Apalah daya Myungsoo. Dia tak bisa membantah perkataan Sooji. Akhirnya dia hanya mengangguk. Walau di dalam hati dia menggerutu karena ulah kekasihnya itu.

Soomi menimbang-nimbang sebelum akhirnya menyetujui ide diantar pulang. "Aku akan ke toilet dulu sebentar."

Soomi segera berlalu keluar dan meninggalkan sepasang kekasih itu berdua saja. Sooji sedang sibuk merapikan peralatan makan dan meletakkannya di ujung meja. Agar nanti staf kebersihan lebih mudah membawanya.

"Kata siapa aku tidak keberatan hmm?"

Sooji sedikit terlonjak saat mendengar bisikan Myungsoo di telinganya. Lebih dari itu tangan Myungsoo kini melingkar erat di pinggangnya.

"Myungsoo lepaskan. Bagaimana jika ada yang melihat?"

"Memang kenapa?"

"Ish!" Sooji memukul tangan Myungsoo yang memeluk semakin erat.

Myungsoo menumpukan dagunya ke bahu Sooji. "Mereka sudah tahu kita berkencan. Buktinya mereka tidak kaget lagi setiap aku datang kemari."

"Tentu saja mereka tidak kaget. Kau membuat mereka terbiasa melihatmu dengan datang setiap hari kesini."

"Lalu apa yang bisa kulakukan? Kekasihku ini sangat sibuk. Bahkan kesibukanmu melebihi aku, CEO Ganghan!"

Sooji tertawa. Dia sedikit melunak. Menyandarkan diri pada pelukan Myungsoo. Bahkan Sooji juga mengulurkan tangannya ke belakang. Mengelus kepala Myungsoo dengan penuh kasih sayang.

"Sekarang saat aku baru saja bisa menemuimu sebentar, kau malah mengusirku."

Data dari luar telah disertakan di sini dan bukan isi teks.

//! Shared diagnostic rendering for every fallible subsystem in this crate.
//!
//! Each subsystem defines its own `thiserror` enum and implements
//! [`Diagnostic`] on it so the CLI can print a uniform, colored error with
//! source context, in the same spirit as a compiler frontend's diagnostics
//! even though most of what we report here are runtime/parse failures
//! rather than type errors.

use std::error::Error;
use std::fmt;

use colored::Colorize;

/// Number of bytes of context printed to either side of a [`Span`].
const CONTEXT_WINDOW: usize = 40;

/// Trait implemented by every error type in this crate so they can be
/// rendered uniformly, with or without a source-position anchor.
pub trait Diagnostic: Error {
    /// The byte span in the original source this error pertains to, if any.
    fn span(&self) -> Option<Span> {
        None
    }

    fn severity(&self) -> Severity {
        Severity::Error
    }

    /// Renders a human-readable, colored description of this error,
    /// including a windowed view of the offending source when a [`Span`]
    /// and source text are available.
    fn describe(&self, source: Option<&str>) -> String {
        let mut out = String::new();

        let label = match self.severity() {
            Severity::Error => "error:".red().bold(),
            Severity::Warning => "warning:".yellow().bold(),
        };
        out.push_str(&label.to_string());
        out.push(' ');
        out.push_str(&self.to_string());

        if let (Some(span), Some(src)) = (self.span(), source) {
            let (line, col) = line_col(src, span.start);
            out.push_str(&format!("\n  --> byte {}, line {}, col {}\n", span.start, line, col));

            let pre_start = span.start.saturating_sub(CONTEXT_WINDOW);
            let post_end = (span.end + CONTEXT_WINDOW).min(src.len());
            let mid_end = span.end.min(src.len()).max(span.start);
            let pre = &src[pre_start..span.start];
            let mid = &src[span.start..mid_end];
            let post = &src[mid_end..post_end];

            out.push_str("  ");
            out.push_str(&"...".black().to_string());
            out.push_str(pre);
            out.push_str(&mid.color(self.severity().color()).underline().bold().to_string());
            out.push_str(post);
            out.push_str(&"...".black().to_string());
        }

        out
    }
}

#[derive(Debug, Clone, Copy, PartialEq, Eq)]
pub enum Severity {
    Error,
    Warning,
}

impl Severity {
    fn color(self) -> colored::Color {
        match self {
            Severity::Error => colored::Color::Red,
            Severity::Warning => colored::Color::Yellow,
        }
    }
}

/// A half-open byte range into a source buffer.
#[derive(Debug, Clone, Copy, PartialEq, Eq)]
pub struct Span {
    pub start: usize,
    pub end: usize,
}

impl Span {
    pub fn at(offset: usize) -> Span {
        Span { start: offset, end: offset + 1 }
    }

    pub fn new(start: usize, end: usize) -> Span {
        Span { start, end }
    }
}

impl fmt::Display for Span {
    fn fmt(&self, f: &mut fmt::Formatter<'_>) -> fmt::Result {
        write!(f, "{}..{}", self.start, self.end)
    }
}

/// Computes a 1-indexed (line, column) pair for a byte offset into `src`.
/// Columns count bytes, not graphemes; brainfuck source is ASCII-dominant
/// and this is only used for diagnostics, not for slicing.
fn line_col(src: &str, offset: usize) -> (usize, usize) {
    let mut line = 1;
    let mut col = 1;
    for &b in src.as_bytes().iter().take(offset) {
        if b == b'\n' {
            line += 1;
            col = 1;
        } else {
            col += 1;
        }
    }
    (line, col)
}
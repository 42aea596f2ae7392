pub mod clap_cli;
pub mod config;
pub mod error;
pub mod interp;
pub mod ir;
pub mod opt;
pub mod parser;
pub mod tape;

#[cfg(all(target_arch = "x86_64", unix))]
pub mod jit;
#![allow(dead_code)]

use std::env;
use std::io::Write;
use std::path::{Path, PathBuf};
use std::process::{Command, Stdio};

const BFCORE: &str = env!("CARGO_BIN_EXE_bfcore");
const TMP_DIR: &str = env!("CARGO_TARGET_TMPDIR");

#[derive(Debug)]
pub struct Output {
    pub exit_code: i32,
    pub stdout: Vec<u8>,
    pub stderr: String,
}

/// Writes `source` to a scratch file under the cargo target tmp dir and
/// returns its path.
pub fn write_program(name: &str, source: &[u8]) -> PathBuf {
    let path = Path::new(TMP_DIR).join(name);
    std::fs::write(&path, source).unwrap();
    path
}

/// Runs the `bfcore` binary with `args`, feeding `stdin` and capturing
/// stdout/stderr/exit code.
pub fn run(args: &[&str], stdin: &[u8]) -> Output {
    let mut child = Command::new(BFCORE)
        .args(args)
        .stdin(Stdio::piped())
        .stdout(Stdio::piped())
        .stderr(Stdio::piped())
        .spawn()
        .unwrap();

    child.stdin.take().unwrap().write_all(stdin).unwrap();
    let output = child.wait_with_output().unwrap();

    Output {
        exit_code: output.status.code().unwrap(),
        stdout: output.stdout,
        stderr: String::from_utf8_lossy(&output.stderr).to_string(),
    }
}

"Bukan begitu." Sooji mengusap tangan yang -masih- memeluknya. "Sekali ini saja. Tolong aku ya.. eonni baru kembali dari luar kota. Dia pasti sangat lelah. Jika dia naik bus atau taksi akan sangat tidak nyaman."

Myungsoo hanya menghela nafas. Dia terdiam cukup lama. Hanya memeluk Sooji semakin erat. Dia menyadari sekeras apapun dia mengalihkan pikiran Sooji, kekasihnya itu akan selalu memikirkan kakaknya. Sudah terpatri di bawah alam sadarnya bahwa dia harus selalu mendahulukan kepentingan Soomi.

"Myungsoo.."

Sebenarnya Sooji merasa bersalah karena menyuruh Myungsoo yang baru saja datang untuk mengantar Soomi pulang. Dia tahu kekasihnya itu merelakan waktu makan siang nya hanya untuk jauh-jauh mengunjunginya. Beberapa waktu belakangan Sooji memang sangat sibuk. Dia jarang bisa bertemu Myungsoo bahkan di akhir pekan. Untuk itulah Myungsoo yang mengalah, dia datang setiap hari di jam makan siang hanya agar bisa bertemu dengan Sooji. Meski Myungsoo harus menempuh waktu satu jam untuk pergi ke kantor Fior Organizer.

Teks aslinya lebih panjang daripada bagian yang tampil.